Yaman Selatan dulu pernah punya Afiliasi ideologi politik dengan Uni Soviet dan banyak mendapat bantuan dari negara raksasa rivalnya Amerika dan sekutu barat. Negara Yaman dulu juga sempat mendapat pengaruh kuat ajaran Marxisme. Yaman Selatan diakui sebagai negara Marxis tahun 1969-1970 dan mengganti nama menjadi Republik Demokratik Rakyat Yaman, tapi tidak berlangsung lama hingga akhirnya menjadi negara Islam sepenuhnya.
Yaman Selatan salah satu dari dua negara Arab yang pernah menjadi negara Komunis tahun 1969 sampai tahun 1970 di bawa pengaruh Uni Soviet waktu itu. Negara berpenduduk mayoritas Islam lainnya yang juga ada partai Komunisnya yaitu Libanon dan Afghanistan. Yang terakhir sempat jadi negara komunis.
Krisis Yaman secara kronologis dapat dibagi menjadi dua, yaitu sebelum fenomena Arab Spring (Revolusi Arab) dan setelah Arab Spring. Arab Spring merupakan gelombang gerakan revolusioner yang pertama kali dikenal di Tunisia pada Desember 2010. Fenomena Arab Spring atau revolusi Arab pada perkembangannya memperburuk kondisi krisis di Yaman pada sekitar tahun 2011 hingga saat ini.
Terjadinya Revolusi Arab atau Arab Spring menjadi kesempatan kelompok pejuang Houti di Utara Yaman yang lama termarjinal dan merasa dianaktirikan. Mereka awalnya ikut dalam demonstrasi anti pemerintah dan akhirnya melakukan pemerontakan dan mengambilalihan pemerintahan yang sah.
Al Houthi atau Ansarullah menguasai pemerintah Yaman Utara dan mengumumkan pembubaran parlemen, serta pembentukan”dewan presiden”, “dewan nasional transisi”, dan “dewan revolusioner tertinggi” untuk memerintah negara untuk periode sementara.
Kelompok Al Houthi adalah penganut Syi’a Zaidiyah yang banyak di Yaman. Syi’ah Zaidiyah oleh sejumlah pakar disebutkan ajarannya agak mirip dengan Islam Sunni (Alhlus Sunnah Waljamaah). Pejuang Al Houthi dibacking oleh Republik Islam Iran dan sekutunya.
Pejuang Al-Houthi diakui oleh Nakoba Internasional, pencatat Nasab Keturunan Nabi, Dzurriyah Nabi Muhammad, mereka memiliki nasab tersambung kepada Rasulullah melalui Sayyidah Fathimah Az-Zahra radhiyallahu’anha.
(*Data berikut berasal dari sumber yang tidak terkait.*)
//! Decoded memory access record
//!
//! This module defines the structure a trap handler receives after decoding
//! one faulting instruction, and its JSON form for trace logs.

use crate::opcode::Opcode;
use crate::prefix::DecodeFlags;
use crate::registers::RegisterOperand;
use crate::tables::{AccessKind, OperandWidth};
use serde_json::{Value, json};

/// Everything known about the memory access of one MOV-class instruction
#[derive(Debug, Clone, Copy, PartialEq, Eq)]
pub struct MemoryAccess {
    /// Name of the addressing mode used for decoding
    pub mode: &'static str,
    /// Number of prefix bytes
    pub prefix_len: usize,
    /// Prefix state
    pub flags: DecodeFlags,
    /// Opcode (two byte opcodes carry 0x0F in the high byte)
    pub opcode: Opcode,
    /// Direction of the access
    pub kind: AccessKind,
    /// Width of the memory operand
    pub mem_width: OperandWidth,
    /// Register operand of register read/write forms
    pub register: Option<RegisterOperand>,
    /// Value of `register` in the captured snapshot
    pub register_value: Option<u64>,
    /// Immediate of immediate write forms
    pub immediate: Option<u64>,
    /// Sign-extended displacement of the memory operand
    pub displacement: i64,
    /// Total instruction length in bytes
    pub len: usize,
}

impl MemoryAccess {
    /// The instruction stores to memory
    #[inline]
    pub fn is_write(&self) -> bool {
        matches!(
            self.kind,
            AccessKind::RegisterWrite | AccessKind::ImmediateWrite
        )
    }

    /// The data stored to memory, truncated to the memory width.
    ///
    /// `None` for loads: their data comes from the faulting location.
    pub fn stored_value(&self) -> Option<u64> {
        let value = match self.kind {
            AccessKind::RegisterWrite => self.register_value?,
            AccessKind::ImmediateWrite => self.immediate?,
            _ => return None,
        };
        Some(value & self.mem_width.mask())
    }

    /// Trace record for this access
    pub fn to_json(&self) -> Value {
        json!({
            "mode": self.mode,
            "opcode": self.opcode.to_string(),
            "prefix_len": self.prefix_len,
            "flags": self.flags.bits(),
            "kind": self.kind.as_str(),
            "width": self.mem_width.bytes(),
            "register": self.register.map(|r| r.name()),
            "register_value": self.register_value,
            "immediate": self.immediate,
            "displacement": self.displacement,
            "len": self.len,
        })
    }

    pub fn to_json_string(&self) -> String {
        self.to_json().to_string()
    }
}

#[cfg(test)]
mod tests {
    use super::*;
    use crate::registers::Gpr;

    fn store() -> MemoryAccess {
        MemoryAccess {
            mode: "amd64",
            prefix_len: 1,
            flags: DecodeFlags::OPERAND_SIZE_OVERRIDE,
            opcode: Opcode::one_byte(0x89),
            kind: AccessKind::RegisterWrite,
            mem_width: OperandWidth::Word,
            register: Some(RegisterOperand::Word(Gpr::Rcx)),
            register_value: Some(0xBEEF),
            immediate: None,
            displacement: 8,
            len: 4,
        }
    }

    #[test]
    fn stored_value_is_truncated() {
        let mut access = store();
        access.register_value = Some(0x1_BEEF);
        assert_eq!(access.stored_value(), Some(0xBEEF));
        assert!(access.is_write());

        access.kind = AccessKind::RegisterRead;
        assert_eq!(access.stored_value(), None);
        assert!(!access.is_write());
    }

    #[test]
    fn json_record() {
        let value = store().to_json();
        assert_eq!(value["kind"], "register_write");
        assert_eq!(value["opcode"], "0x89");
        assert_eq!(value["width"], 2);
        assert_eq!(value["register"], "cx");
        assert_eq!(value["register_value"], 0xBEEF);
        assert!(value["immediate"].is_null());

        let text = store().to_json_string();
        let parsed: Value = serde_json::from_str(&text).unwrap();
        assert_eq!(parsed, value);
    }
}
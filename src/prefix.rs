//! Prefix scanning
//!
//! Skips the contiguous run of legacy (and, in 64-bit mode, REX) prefixes at
//! the start of an instruction and records the ones that change operand
//! width or register selection.

use crate::error::{DecodeError, Result};
use crate::mode::Mode;
use bitflags::bitflags;

/// Architectural limit on the length of one instruction
pub const MAX_INSTRUCTION_LEN: usize = 15;

/// Operand-size override prefix
pub const PREFIX_OPERAND_SIZE: u8 = 0x66;

/// Address-size override prefix
pub const PREFIX_ADDRESS_SIZE: u8 = 0x67;

const REX_MASK: u8 = 0xF0;
const REX_BASE: u8 = 0x40;
const REX_W: u8 = 0x08;
const REX_R: u8 = 0x04;

bitflags! {
    /// Prefix state of one instruction
    #[derive(Copy, Clone, Debug, Default, PartialEq, Eq, Hash)]
    pub struct DecodeFlags: u8 {
        /// 0x66 seen
        const OPERAND_SIZE_OVERRIDE = 1 << 0;
        /// REX.W seen
        const OPERAND_SIZE_EXTENDED = 1 << 1;
        /// REX.R seen
        const REGISTER_EXTENSION    = 1 << 2;
        /// Any REX prefix seen
        const REX                   = 1 << 3;
        /// 0x67 seen
        const ADDRESS_SIZE_OVERRIDE = 1 << 4;
    }
}

impl DecodeFlags {
    /// The REX.R bit as the value to OR into bit 3 of a register index
    #[inline]
    pub fn register_extension_bit(self) -> u8 {
        if self.contains(DecodeFlags::REGISTER_EXTENSION) { 1 } else { 0 }
    }
}

/// Scan the prefix run at the start of `code`.
///
/// Returns the number of prefix bytes and the flags they set. Stops at the
/// first byte that is not a prefix of mode `M`, or at the end of `code`.
pub fn scan_prefixes<M: Mode>(code: &[u8]) -> Result<(usize, DecodeFlags)> {
    let mut flags = DecodeFlags::empty();
    let mut pos = 0;

    while let Some(&byte) = code.get(pos) {
        if !M::is_prefix(byte) {
            break;
        }

        match byte {
            PREFIX_OPERAND_SIZE => flags |= DecodeFlags::OPERAND_SIZE_OVERRIDE,
            PREFIX_ADDRESS_SIZE => flags |= DecodeFlags::ADDRESS_SIZE_OVERRIDE,
            b if M::HAS_REX && (b & REX_MASK) == REX_BASE => {
                flags |= DecodeFlags::REX;
                if b & REX_W != 0 {
                    flags |= DecodeFlags::OPERAND_SIZE_EXTENDED;
                }
                if b & REX_R != 0 {
                    flags |= DecodeFlags::REGISTER_EXTENSION;
                }
            }
            _ => {} // segment override, lock, rep
        }

        pos += 1;
        // At least one opcode byte has to follow
        if pos >= MAX_INSTRUCTION_LEN {
            log::warn!("prefix run of {pos} bytes exceeds instruction length limit");
            return Err(DecodeError::InstructionTooLong);
        }
    }

    Ok((pos, flags))
}

#[cfg(test)]
mod tests {
    use super::*;
    use crate::mode::{Amd64, Ia32};

    #[test]
    fn no_prefixes() {
        assert_eq!(
            scan_prefixes::<Amd64>(&[0x8B, 0x00]),
            Ok((0, DecodeFlags::empty()))
        );
    }

    #[test]
    fn operand_size_override() {
        let (len, flags) = scan_prefixes::<Ia32>(&[0x66, 0x89, 0x00]).unwrap();
        assert_eq!(len, 1);
        assert_eq!(flags, DecodeFlags::OPERAND_SIZE_OVERRIDE);
    }

    #[test]
    fn segment_and_lock_prefixes_only_advance() {
        let (len, flags) = scan_prefixes::<Ia32>(&[0x2E, 0x64, 0xF0, 0x89, 0x00]).unwrap();
        assert_eq!(len, 3);
        assert!(flags.is_empty());
    }

    #[test]
    fn rex_w_and_r() {
        let (len, flags) = scan_prefixes::<Amd64>(&[0x4C, 0x89, 0x00]).unwrap();
        assert_eq!(len, 1);
        assert!(flags.contains(DecodeFlags::REX));
        assert!(flags.contains(DecodeFlags::OPERAND_SIZE_EXTENDED));
        assert!(flags.contains(DecodeFlags::REGISTER_EXTENSION));
        assert_eq!(flags.register_extension_bit(), 1);

        let (_, flags) = scan_prefixes::<Amd64>(&[0x40, 0x88, 0x00]).unwrap();
        assert_eq!(flags, DecodeFlags::REX);
        assert_eq!(flags.register_extension_bit(), 0);
    }

    #[test]
    fn rex_is_an_opcode_in_ia32() {
        // 0x48 is DEC EAX in 32-bit mode
        assert_eq!(
            scan_prefixes::<Ia32>(&[0x48, 0x89, 0x00]),
            Ok((0, DecodeFlags::empty()))
        );
    }

    #[test]
    fn scanning_stops_at_first_non_prefix() {
        // The trailing 0x66 belongs to the ModR/M/displacement bytes
        let (len, flags) = scan_prefixes::<Amd64>(&[0x3E, 0x8B, 0x66, 0x66]).unwrap();
        assert_eq!(len, 1);
        assert!(flags.is_empty());
    }

    #[test]
    fn address_size_override() {
        let (_, flags) = scan_prefixes::<Ia32>(&[0x67, 0x8B, 0x06]).unwrap();
        assert_eq!(flags, DecodeFlags::ADDRESS_SIZE_OVERRIDE);
    }

    #[test]
    fn overlong_prefix_run() {
        let code = [0x2E; 16];
        assert_eq!(
            scan_prefixes::<Amd64>(&code),
            Err(DecodeError::InstructionTooLong)
        );
        // Fourteen prefixes leave room for a one byte opcode
        let mut code = vec![0x2E; 14];
        code.push(0x90);
        assert_eq!(scan_prefixes::<Amd64>(&code), Ok((14, DecodeFlags::empty())));
    }

    #[test]
    fn prefixes_only_stop_at_end_of_input() {
        assert_eq!(
            scan_prefixes::<Amd64>(&[0x66, 0x48]),
            Ok((2, DecodeFlags::OPERAND_SIZE_OVERRIDE
                | DecodeFlags::REX
                | DecodeFlags::OPERAND_SIZE_EXTENDED))
        );
    }
}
Pemerintahan yang sah dan diakui dunia adalah penganut Sunni yang dibacking oleh Saudi Arabia dan sekutunya dan proxy Amerika dan sekutunya. Perang saudara di Yaman sudah berlangsung kurang lebih sebelas tahun.
Laporan Perserikatan Bangsa-Bangsa (PBB) yang terakhir memproyeksikan bahwa korban tewas dari perang Yaman mencapai 377.000 pada akhir tahun 2021, termasuk mereka yang terbunuh sebagai akibat dari penyebab langsung dan tidak langsung.
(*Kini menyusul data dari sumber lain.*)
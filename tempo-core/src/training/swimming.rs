use super::{METERS_PER_KM, Measurements, Workout, divide};
use crate::error::Result;

#[derive(Debug, Clone, Copy, PartialEq)]
pub struct Swimming {
    pub measurements: Measurements,
    pub pool_length_m: f64,
    pub pool_laps: u32,
}

impl Swimming {
    /// Length of one stroke in meters.
    pub const STEP_LENGTH_M: f64 = 1.38;
    pub const SPEED_SHIFT: f64 = 1.1;
    pub const SPEED_MULTIPLIER: f64 = 2.0;

    pub fn new(
        action_count: u32,
        duration_hours: f64,
        weight_kg: f64,
        pool_length_m: f64,
        pool_laps: u32,
    ) -> Self {
        Self {
            measurements: Measurements::new(action_count, duration_hours, weight_kg),
            pool_length_m,
            pool_laps,
        }
    }
}

impl Workout for Swimming {
    fn training_type(&self) -> &'static str {
        "Swimming"
    }

    fn measurements(&self) -> &Measurements {
        &self.measurements
    }

    fn step_length_m(&self) -> f64 {
        Self::STEP_LENGTH_M
    }

    /// Speed comes from pool geometry, not from strokes.
    fn mean_speed_kmh(&self) -> Result<f64> {
        let swum_km = self.pool_length_m * f64::from(self.pool_laps) / METERS_PER_KM;
        divide(swum_km, self.measurements.duration_hours, "duration_hours")
    }

    fn calories_kcal(&self) -> Result<f64> {
        let m = &self.measurements;
        Ok(
            (self.mean_speed_kmh()? + Self::SPEED_SHIFT)
                * Self::SPEED_MULTIPLIER
                * m.weight_kg
                * m.duration_hours,
        )
    }
}
use super::{MINUTES_PER_HOUR, Measurements, Workout, divide};
use crate::error::Result;

#[derive(Debug, Clone, Copy, PartialEq)]
pub struct SportsWalking {
    pub measurements: Measurements,
    pub height_cm: f64,
}

impl SportsWalking {
    pub const WEIGHT_COEFF_1: f64 = 0.035;
    pub const WEIGHT_COEFF_2: f64 = 0.029;
    /// km/h to m/s.
    pub const KMH_TO_MS: f64 = 0.278;
    pub const CM_TO_M: f64 = 100.0;

    pub fn new(action_count: u32, duration_hours: f64, weight_kg: f64, height_cm: f64) -> Self {
        Self {
            measurements: Measurements::new(action_count, duration_hours, weight_kg),
            height_cm,
        }
    }
}

impl Workout for SportsWalking {
    fn training_type(&self) -> &'static str {
        "SportsWalking"
    }

    fn measurements(&self) -> &Measurements {
        &self.measurements
    }

    fn calories_kcal(&self) -> Result<f64> {
        let m = &self.measurements;
        let speed_ms = self.mean_speed_kmh()? * Self::KMH_TO_MS;
        let height_m = self.height_cm / Self::CM_TO_M;
        let speed_term = divide(speed_ms.powi(2), height_m, "height_cm")?;
        Ok((Self::WEIGHT_COEFF_1 * m.weight_kg
            + speed_term * Self::WEIGHT_COEFF_2 * m.weight_kg)
            * m.duration_hours
            * MINUTES_PER_HOUR)
    }
}
use anyhow::{Context, Result};
use clap::{Parser, Subcommand, ValueEnum};
use dotenvy::dotenv;
use log::info;
use std::fmt;

use tempo::logging::{init_logger, parse_level};
use tempo::{Package, Workout, WorkoutCode, sample_packages};

#[derive(Parser, Debug)]
#[command(version, about = "Tempo - fitness tracker reports", long_about = None)]
struct Args {
    /// off, error, warn, info, debug or trace
    #[arg(long, env = "TEMPO_LOG_LEVEL", default_value = "warn", global = true)]
    log_level: String,

    #[command(subcommand)]
    command: Commands,
}

#[derive(Subcommand, Debug)]
enum Commands {
    /// Print one report per sensor package, e.g. `RUN:15000,1,75`
    Report {
        #[arg(value_name = "CODE:FIELDS", required = true)]
        packages: Vec<Package>,

        #[arg(long, value_enum, default_value_t = OutputFormat::Text)]
        format: OutputFormat,
    },
    /// Print reports for the built-in sample packages
    Sample {
        #[arg(long, value_enum, default_value_t = OutputFormat::Text)]
        format: OutputFormat,
    },
    /// List workout codes and the fields each one expects
    Codes,
}

#[derive(Debug, Clone, Copy, PartialEq, ValueEnum)]
enum OutputFormat {
    Text,
    Json,
}

impl fmt::Display for OutputFormat {
    fn fmt(&self, f: &mut fmt::Formatter<'_>) -> fmt::Result {
        match self {
            OutputFormat::Text => write!(f, "text"),
            OutputFormat::Json => write!(f, "json"),
        }
    }
}

fn render(package: &Package, format: OutputFormat) -> Result<String> {
    let report = package
        .read()
        .and_then(|w| w.build_report())
        .with_context(|| format!("failed to process package {}", package))?;

    Ok(match format {
        OutputFormat::Text => report.render(),
        OutputFormat::Json => report.to_json()?,
    })
}

fn print_reports(packages: &[Package], format: OutputFormat) -> Result<()> {
    info!("processing {} packages as {}", packages.len(), format);
    for package in packages {
        println!("{}", render(package, format)?);
    }
    Ok(())
}

fn print_codes() {
    for code in WorkoutCode::ALL {
        println!(
            "{}  {:<14} {}",
            code,
            code.training_type(),
            code.field_names().join(", ")
        );
    }
}

fn main() -> Result<()> {
    dotenv().ok();
    let args = Args::parse();

    let level = parse_level(&args.log_level)
        .with_context(|| format!("unknown log level {:?}", args.log_level))?;
    init_logger(level);

    match args.command {
        Commands::Report { packages, format } => print_reports(&packages, format),
        Commands::Sample { format } => print_reports(&sample_packages(), format),
        Commands::Codes => {
            print_codes();
            Ok(())
        }
    }
}

#[cfg(test)]
mod tests {
    use super::*;

    #[test]
    fn parses_packages() {
        let args = Args::try_parse_from(["tempo", "report", "RUN:15000,1,75", "--format", "json"])
            .unwrap();
        let Commands::Report { packages, format } = args.command else {
            panic!("expected report command");
        };
        assert_eq!(format, OutputFormat::Json);
        assert_eq!(packages, vec![Package::new(WorkoutCode::Running, vec![15000.0, 1.0, 75.0])]);
    }

    #[test]
    fn rejects_unknown_code() {
        assert!(Args::try_parse_from(["tempo", "report", "XYZ:1,2,3"]).is_err());
        assert!(Args::try_parse_from(["tempo", "report"]).is_err());
    }

    #[test]
    fn renders_json_and_text() {
        let package: Package = "SWM:720,1,80,25,40".parse().unwrap();
        let text = render(&package, OutputFormat::Text).unwrap();
        assert!(text.starts_with("Тип тренировки: Swimming;"));
        let json: serde_json::Value =
            serde_json::from_str(&render(&package, OutputFormat::Json).unwrap()).unwrap();
        let calories = json["calories_kcal"].as_f64().unwrap();
        assert!((calories - 336.0).abs() < 1e-9);
    }

    #[test]
    fn arity_mismatch_is_an_error() {
        let package: Package = "RUN:1,2".parse().unwrap();
        let err = render(&package, OutputFormat::Text).unwrap_err();
        assert!(err.to_string().contains("RUN:1,2"));
    }
}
Ada sebuah buku yang ditulis oleh Hendri F Isnaeni berjudul Sejarah Kedatangan Imigran Arab Asal Hadramaut (Hadrami) ke Nusantara (Indonesia), buku terbitan tahun 2015.
Dalam buku itu banyak dikutip temuan hasil riset seorang akademisi bernama Natalie Monie Kasheh dari Monash Unisversity Melborne Australia yang pernah menulis buku tentang kebangkitan warga keturunan Arab Hadramaut Yaman (Hadrami) di Indonesia. Dia juga pernah menulis artikel tentang kedatangan warga Hadrami ke Nusantara untuk berniaga dan syiar agama.
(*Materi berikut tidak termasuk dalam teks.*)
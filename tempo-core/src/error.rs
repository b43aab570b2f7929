use thiserror::Error as ThisError;

pub type Result<T> = std::result::Result<T, WorkoutError>;

#[derive(Debug, Clone, PartialEq, ThisError)]
#[non_exhaustive]
pub enum WorkoutError {
    #[error("unknown workout code: {0:?}")]
    UnknownWorkoutCode(String),

    #[error("{code} expects {expected} fields, got {actual}")]
    ArityMismatch {
        code: &'static str,
        expected: usize,
        actual: usize,
    },

    #[error("division by zero: {divisor} is 0")]
    DivisionByZero { divisor: &'static str },

    #[error("{training_type} has no calorie formula")]
    UnsupportedOperation { training_type: &'static str },

    #[error("invalid value for {field}: {value} is not a whole non-negative count")]
    InvalidField { field: &'static str, value: f64 },

    #[error("malformed package {input:?}: {reason}")]
    MalformedPackage { input: String, reason: String },
}

impl WorkoutError {
    pub fn malformed<D: std::fmt::Display>(input: &str, reason: D) -> Self {
        WorkoutError::MalformedPackage {
            input: input.to_string(),
            reason: reason.to_string(),
        }
    }
}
Lebih lanjut menurut Monie, orang Hadrami dikenal sejak dahulu kala sebagai pelaut dan pedagang. Warga Hadrami mirip bangsa Phoenicia yang sekarang dikenal sebagai bangsa Libanon dan Suriah.
Rute perdagangan orang Hadrami ke Nusantara diperkirakan dimulai sejak abad ke tujuh. Mereka berniaga dengan membeli sejumlah komoditas di nusantara dan kembali dijual di tempat lain.
Pakar sejarah dan hubungan internasional lainnya menyebutkan bahwa migrasi Hadrami ke Nusantara diakibatkan situasi politik dan keamanan di Yaman pada saat itu kurang stabil sering terjadi konflik.
Migrasi ke Wilayah Asia Selatan, Asia Tenggara dan Nusantara dimulai dari kalangan Sayyid Alawiyin, Keturunan Nabi Muhammad (dari garis keturunan Fatimah dan Ali bin Abi Thalib).
Alawiyyin adalah sebutan yang merujuk kepada keturunan Imam Al Arif billah Asy Syarif Alawi bin Ubaidillah bin Al Imam Ahmad Al Muhajir, keturunan dari Nabi Muhammad SAW.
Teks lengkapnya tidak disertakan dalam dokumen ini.